Effects of Kp Variations 7. Use the quiescent VGG computed in the previous problem to compute the resulting operating point (IDQ and VDSQ) for the cases when Kp is 1/2 and 1/3 its design value (using Eq. (9)).
SPICE Simulation 8. Create a SPICE model for the circuit in Fig. 3 with the values given above and your computed R1 and R2. Use the MOSFET ZVN3306A model and change the Kp and Vtr values to values estimated in Lab 2. Perform a SPICE operating point analysis to determine the voltage from the drain to the ground and the drain current. Then use SPICE operating point analysis to determine the drain source voltage (VDSQ) and the drain current (IDQ) when Kp has been decreased to 1/2 and 1/3 of its design value.
IV. Laboratory Exercise
1. Measure quiescent points: Construct the MOSFET common source amplifier (Fig. 3) using the Pre-lab values for R1, R2, RS, RD and VDD. Measure the circuit's quiescent operating point by measuring VDSQ, the exact value of RD and the voltage across RD or RS in order to calculate IDQ. Measure the quiescent operating point using the multi- meter on the DC settings. (Discussion: Compare these values with those predicted in the pre-lab exercises)

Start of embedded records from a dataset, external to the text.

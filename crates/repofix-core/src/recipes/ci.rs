//! CI housekeeping: normalize line endings via `.gitattributes`, keep
//! generated artifacts out of git, and surface the workflow badge in the
//! README. Every step is a no-op when the tree is already in shape.

use crate::error::Result;
use crate::git;
use crate::io::{ensure_gitignore_entries, read_if_exists, write_if_changed};
use crate::paths::{LOGS_DIR, REPORTS_DIR, TEST_LOGS_DIR};
use std::path::Path;

/// Full `.gitattributes` written when the repo has none.
pub const GITATTRIBUTES_CONTENT: &str = "\
# Normalize line endings
* text=auto eol=lf

# Keep Windows scripts with CRLF
*.bat eol=crlf
*.cmd eol=crlf
*.ps1 eol=crlf
";

/// Lines that must be present in an existing `.gitattributes`.
const GITATTRIBUTES_REQUIRED: &[&str] = &[
    "* text=auto eol=lf",
    "*.bat eol=crlf",
    "*.cmd eol=crlf",
    "*.ps1 eol=crlf",
];

/// Generated-artifact patterns that belong in `.gitignore`.
const GITIGNORE_ENTRIES: &[&str] = &["*.bak.*", REPORTS_DIR, LOGS_DIR, TEST_LOGS_DIR];

#[derive(Debug, Default)]
pub struct CiOptions {
    pub dry_run: bool,
    /// Commit the touched files when true and the worktree is a repo.
    pub commit: bool,
}

/// What `finalize` did (or would do, under `--dry`).
#[derive(Debug, Default)]
pub struct CiReport {
    pub actions: Vec<String>,
    pub changed_paths: Vec<String>,
    pub committed: bool,
}

impl CiReport {
    pub fn changed(&self) -> bool {
        !self.changed_paths.is_empty()
    }

    fn record(&mut self, path: &str, action: impl Into<String>) {
        self.actions.push(action.into());
        self.changed_paths.push(path.to_string());
    }
}

pub fn finalize(root: &Path, opts: &CiOptions) -> Result<CiReport> {
    let mut report = CiReport::default();

    ensure_gitattributes(root, opts.dry_run, &mut report)?;
    ensure_gitignore(root, opts.dry_run, &mut report)?;
    ensure_readme_badge(root, opts.dry_run, &mut report)?;

    if report.changed_paths.is_empty() {
        report.actions.push("already OK".to_string());
    } else if opts.commit && !opts.dry_run && git::is_repo(root) {
        let paths: Vec<&str> = report.changed_paths.iter().map(String::as_str).collect();
        report.committed = git::commit_paths(root, &paths, "chore(ci): normalize line endings and ignore generated artifacts")?;
    }

    Ok(report)
}

fn ensure_gitattributes(root: &Path, dry: bool, report: &mut CiReport) -> Result<()> {
    let path = root.join(".gitattributes");
    match read_if_exists(&path)? {
        None => {
            if !dry {
                write_if_changed(&path, GITATTRIBUTES_CONTENT)?;
            }
            report.record(".gitattributes", "create .gitattributes");
        }
        Some(existing) => {
            let missing: Vec<&str> = GITATTRIBUTES_REQUIRED
                .iter()
                .copied()
                .filter(|line| !existing.lines().any(|l| l.trim() == *line))
                .collect();
            if missing.is_empty() {
                return Ok(());
            }
            if !dry {
                let mut next = existing;
                if !next.is_empty() && !next.ends_with('\n') {
                    next.push('\n');
                }
                for line in &missing {
                    next.push_str(line);
                    next.push('\n');
                }
                write_if_changed(&path, &next)?;
            }
            report.record(
                ".gitattributes",
                format!("append {} line(s) to .gitattributes", missing.len()),
            );
        }
    }
    Ok(())
}

fn ensure_gitignore(root: &Path, dry: bool, report: &mut CiReport) -> Result<()> {
    let existing = read_if_exists(&root.join(".gitignore"))?.unwrap_or_default();
    let missing = GITIGNORE_ENTRIES
        .iter()
        .filter(|e| !existing.lines().any(|l| l == **e))
        .count();
    if missing == 0 {
        return Ok(());
    }
    if !dry {
        ensure_gitignore_entries(root, GITIGNORE_ENTRIES)?;
    }
    report.record(".gitignore", format!("append {missing} .gitignore entries"));
    Ok(())
}

/// Insert a CI badge under the first `#` heading when the repo has a
/// GitHub origin and the README lacks one.
fn ensure_readme_badge(root: &Path, dry: bool, report: &mut CiReport) -> Result<()> {
    let path = root.join("README.md");
    let Some(readme) = read_if_exists(&path)? else {
        return Ok(());
    };
    if readme.contains("/actions/workflows/") {
        return Ok(());
    }
    let Some((owner, repo)) = git::origin_owner_repo(root) else {
        return Ok(());
    };
    let badge = format!(
        "![CI](https://github.com/{owner}/{repo}/actions/workflows/ci.yml/badge.svg)"
    );
    let next = match readme.lines().position(|l| l.starts_with("# ")) {
        Some(idx) => {
            let mut lines: Vec<&str> = readme.lines().collect();
            lines.insert(idx + 1, "");
            lines.insert(idx + 2, &badge);
            let mut joined = lines.join("\n");
            if readme.ends_with('\n') {
                joined.push('\n');
            }
            joined
        }
        None => format!("{badge}\n\n{readme}"),
    };
    if !dry {
        write_if_changed(&path, &next)?;
    }
    report.record("README.md", "insert CI badge into README.md");
    Ok(())
}

#[cfg(test)]
mod tests {
    use super::*;
    use tempfile::TempDir;

    fn finalize_no_commit(root: &Path, dry: bool) -> CiReport {
        finalize(
            root,
            &CiOptions {
                dry_run: dry,
                commit: false,
            },
        )
        .unwrap()
    }

    #[test]
    fn creates_gitattributes_from_scratch() {
        let dir = TempDir::new().unwrap();
        let report = finalize_no_commit(dir.path(), false);
        assert!(report.changed());
        let content = std::fs::read_to_string(dir.path().join(".gitattributes")).unwrap();
        assert!(content.contains("* text=auto eol=lf"));
        assert!(content.contains("*.ps1 eol=crlf"));
    }

    #[test]
    fn appends_only_missing_lines() {
        let dir = TempDir::new().unwrap();
        std::fs::write(
            dir.path().join(".gitattributes"),
            "* text=auto eol=lf\n*.bat eol=crlf\n",
        )
        .unwrap();
        finalize_no_commit(dir.path(), false);
        let content = std::fs::read_to_string(dir.path().join(".gitattributes")).unwrap();
        assert_eq!(content.matches("* text=auto eol=lf").count(), 1);
        assert!(content.contains("*.cmd eol=crlf"));
        assert!(content.contains("*.ps1 eol=crlf"));
    }

    #[test]
    fn second_run_reports_already_ok() {
        let dir = TempDir::new().unwrap();
        finalize_no_commit(dir.path(), false);
        let report = finalize_no_commit(dir.path(), false);
        assert!(!report.changed());
        assert_eq!(report.actions, ["already OK"]);
    }

    #[test]
    fn dry_run_touches_nothing() {
        let dir = TempDir::new().unwrap();
        let report = finalize_no_commit(dir.path(), true);
        assert!(report.changed());
        assert!(!dir.path().join(".gitattributes").exists());
        assert!(!dir.path().join(".gitignore").exists());
    }

    #[test]
    fn gitignore_gets_artifact_entries() {
        let dir = TempDir::new().unwrap();
        std::fs::write(dir.path().join(".gitignore"), "node_modules\n").unwrap();
        finalize_no_commit(dir.path(), false);
        let content = std::fs::read_to_string(dir.path().join(".gitignore")).unwrap();
        assert!(content.contains("*.bak.*"));
        assert!(content.contains("tools/reports"));
        assert!(content.starts_with("node_modules\n"));
    }

    #[test]
    fn readme_without_origin_left_alone() {
        let dir = TempDir::new().unwrap();
        std::fs::write(dir.path().join("README.md"), "# CareerOS\n\nHello.\n").unwrap();
        finalize_no_commit(dir.path(), false);
        let content = std::fs::read_to_string(dir.path().join("README.md")).unwrap();
        assert!(!content.contains("badge.svg"));
    }
}
use crate::output::print_json;
use anyhow::Context;
use clap::Subcommand;
use repofix_core::config::Config;
use repofix_core::mutate::{apply_to_file, Outcome};
use repofix_core::paths::rel_display;
use repofix_core::prisma::Schema;
use repofix_core::recipes::{summary, wire_tracker};
use repofix_core::{git, RepofixError};
use std::path::Path;
use tracing::warn;

#[derive(Subcommand)]
pub enum FixSubcommand {
    /// Replace the summary router's groupBy(['source']) with a safe aggregation
    Summary {
        /// Preview the rewrite without writing
        #[arg(long)]
        dry: bool,

        /// Skip the clean-worktree check
        #[arg(long)]
        force: bool,
    },

    /// Wire trackerRouter into the tRPC root router
    WireTracker {
        /// Preview the rewrite without writing
        #[arg(long)]
        dry: bool,

        /// Patch every candidate root router, not just the best match
        #[arg(long)]
        all: bool,

        /// Skip the clean-worktree check
        #[arg(long)]
        force: bool,
    },
}

pub fn run(root: &Path, sub: FixSubcommand, json: bool) -> anyhow::Result<()> {
    match sub {
        FixSubcommand::Summary { dry, force } => run_summary(root, dry, force, json),
        FixSubcommand::WireTracker { dry, all, force } => {
            run_wire_tracker(root, dry, all, force, json)
        }
    }
}

fn run_summary(root: &Path, dry: bool, force: bool, json: bool) -> anyhow::Result<()> {
    if !dry {
        git::ensure_clean(root, force)?;
    }

    let Some(target) = summary::locate(root) else {
        warn!("summary router not found; nothing to do");
        return Ok(());
    };

    // Verify the schema assumption before touching source; a mismatch is
    // a warned skip, never a blind patch.
    match Schema::load(root) {
        Ok(schema) => {
            if !schema.model_has_field("Application", "status") {
                warn!("Application model has no `status` field; skipping summary fix");
                return Ok(());
            }
        }
        Err(RepofixError::SchemaNotFound(p)) => {
            warn!(path = %p.display(), "prisma schema not found; patching without verification");
        }
        Err(e) => return Err(e).context("failed to read prisma schema"),
    }

    let outcome = apply_to_file(&target, &summary::SummarySourceCounts, dry)
        .with_context(|| format!("failed to patch {}", target.display()))?;
    report_outcome(root, &target, &outcome, dry, json)
}

fn run_wire_tracker(root: &Path, dry: bool, all: bool, force: bool, json: bool) -> anyhow::Result<()> {
    if !dry {
        git::ensure_clean(root, force)?;
    }

    let cfg = Config::load(root).context("failed to load repofix.yaml")?;
    let ignore = cfg.ignore_dirs();

    let Some(tracker) = wire_tracker::find_tracker_router(root, &ignore) else {
        warn!("tracker.router.* not found; nothing to wire");
        return Ok(());
    };

    let candidates = wire_tracker::find_root_candidates(root, &ignore)?;
    if candidates.is_empty() {
        warn!("no root router candidates found");
        return Ok(());
    }

    let take = if all { candidates.len() } else { 1 };
    for candidate in candidates.iter().take(take) {
        let patch = wire_tracker::WireTracker {
            import_path: wire_tracker::relative_import(&candidate.path, &tracker),
        };
        let outcome = apply_to_file(&candidate.path, &patch, dry)
            .with_context(|| format!("failed to patch {}", candidate.path.display()))?;
        report_outcome(root, &candidate.path, &outcome, dry, json)?;
    }
    Ok(())
}

fn report_outcome(
    root: &Path,
    target: &Path,
    outcome: &Outcome,
    dry: bool,
    json: bool,
) -> anyhow::Result<()> {
    let file = rel_display(root, target);
    let (status, backup) = match outcome {
        Outcome::FileMissing => ("missing", None),
        Outcome::AlreadyApplied => ("already-applied", None),
        Outcome::Patched { backup } => ("patched", Some(rel_display(root, backup))),
        Outcome::WouldPatch { .. } => ("would-patch", None),
        Outcome::NoConfidentMatch => ("no-match", None),
    };

    if json {
        return print_json(&serde_json::json!({
            "file": file,
            "status": status,
            "dry": dry,
            "backup": backup,
        }));
    }

    match outcome {
        Outcome::FileMissing => warn!(%file, "target file missing; skipped"),
        Outcome::AlreadyApplied => println!("{file}: already finalized — no-op"),
        Outcome::Patched { backup } => {
            println!("{file}: patched (backup: {})", rel_display(root, backup))
        }
        Outcome::WouldPatch { .. } => println!("{file}: would patch (dry run)"),
        Outcome::NoConfidentMatch => println!("{file}: could not confidently patch — left as-is"),
    }
    Ok(())
}
//! Read-through cache of scrambled books.
//!
//! Scrambling the whole book dominates the cost of a page request, and
//! readers tend to page through one book at a time. [`CachedLibrary`] keeps
//! the most recently scrambled books in a bounded LRU keyed by the encoded
//! book buffer, so numerals with leading zeros share an entry.
//!
//! Results are identical to the wrapped [`Library`]; only timing changes.
//! Each entry holds two book-sized buffers (key and value).

use std::num::NonZeroUsize;
use std::sync::Arc;

use lru::LruCache;
use parking_lot::Mutex;
use tracing::trace;

use crate::address::FixedBuffer;
use crate::error::BabelError;
use crate::library::Library;
use crate::page;

/// A [`Library`] with a bounded cache of scrambled books.
pub struct CachedLibrary {
    library: Library,
    books: Mutex<LruCache<FixedBuffer, Arc<FixedBuffer>>>,
}

impl CachedLibrary {
    /// Wraps `library`, caching up to `capacity` scrambled books.
    pub fn new(library: Library, capacity: NonZeroUsize) -> Self {
        CachedLibrary {
            library,
            books: Mutex::new(LruCache::new(capacity)),
        }
    }

    pub fn library(&self) -> &Library {
        &self.library
    }

    /// Number of books currently cached.
    pub fn len(&self) -> usize {
        self.books.lock().len()
    }

    pub fn is_empty(&self) -> bool {
        self.books.lock().is_empty()
    }

    pub fn capacity(&self) -> NonZeroUsize {
        self.books.lock().cap()
    }

    pub fn clear(&self) {
        self.books.lock().clear();
    }

    /// Returns the scrambled book, computing and caching it on a miss.
    pub fn scrambled_book(&self, book: &str) -> Result<Arc<FixedBuffer>, BabelError> {
        let key = self.library.encode(book)?;
        self.lookup(key)
    }

    /// Cached equivalent of [`Library::generate_book_page`].
    pub fn generate_book_page(&self, book: &str, page: i64) -> Result<String, BabelError> {
        let key = self.library.encode(book)?;
        page::page_range(page, self.library.book_size(), self.library.page_size())?;
        let scrambled = self.lookup(key)?;
        self.library.render(&scrambled, page)
    }

    /// Cached equivalent of [`Library::generate_book`].
    pub fn generate_book(&self, book: &str) -> Result<Vec<String>, BabelError> {
        let scrambled = self.scrambled_book(book)?;
        self.library.render_all(&scrambled)
    }

    // The lock is not held while scrambling; two threads missing on the same
    // book both compute it and the later insert wins.
    fn lookup(&self, key: FixedBuffer) -> Result<Arc<FixedBuffer>, BabelError> {
        if let Some(hit) = self.books.lock().get(&key) {
            trace!("book cache hit");
            return Ok(Arc::clone(hit));
        }

        trace!("book cache miss");
        let scrambled = Arc::new(self.library.scrambler().scramble(key.clone())?);
        self.books.lock().put(key, Arc::clone(&scrambled));
        Ok(scrambled)
    }
}
//! Big-integer to fixed-width byte conversion utilities.
//!
//! Provides conversion between arbitrary-precision unsigned integers and
//! fixed-width big-endian byte buffers, where the integer's minimal
//! representation is right-aligned and padded with leading zero bytes.

use num_bigint::BigUint;

/// Returns the minimal big-endian byte representation of `value`.
///
/// Zero has no significant bytes and yields an empty vector (unlike
/// [`BigUint::to_bytes_be`], which yields `[0]`).
pub fn minimal_be_bytes(value: &BigUint) -> Vec<u8> {
    if value.bits() == 0 {
        return Vec::new();
    }
    value.to_bytes_be()
}

/// Right-aligns `bytes` in a zero-filled buffer of exactly `width` bytes.
///
/// When `bytes` is longer than `width`, only its trailing (least-significant)
/// `width` bytes are kept.
///
/// # Parameters
/// - `bytes`: Big-endian magnitude bytes.
/// - `width`: Length of the output buffer.
///
/// # Returns
/// A `Vec<u8>` of length `width`.
pub fn right_align(bytes: &[u8], width: usize) -> Vec<u8> {
    let mut output = vec![0u8; width];
    if bytes.len() >= width {
        output.copy_from_slice(&bytes[bytes.len() - width..]);
    } else {
        output[width - bytes.len()..].copy_from_slice(bytes);
    }
    output
}

/// Interprets a big-endian byte buffer as an unsigned integer.
///
/// Leading zero bytes are insignificant; an empty or all-zero buffer is zero.
pub fn be_bytes_to_biguint(bytes: &[u8]) -> BigUint {
    BigUint::from_bytes_be(bytes)
}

2. Observe effect of increasing power supply voltage: Increase VDD to 15 V and measure the circuit’s quiescent operating point as in the previous procedure. (Discussion: How did the quiescent operating point change and how did the circuit’s load line change? Is this what you would have expected? Did the circuit's quiescent operating point stay at the midpoint of the load line? Explain.)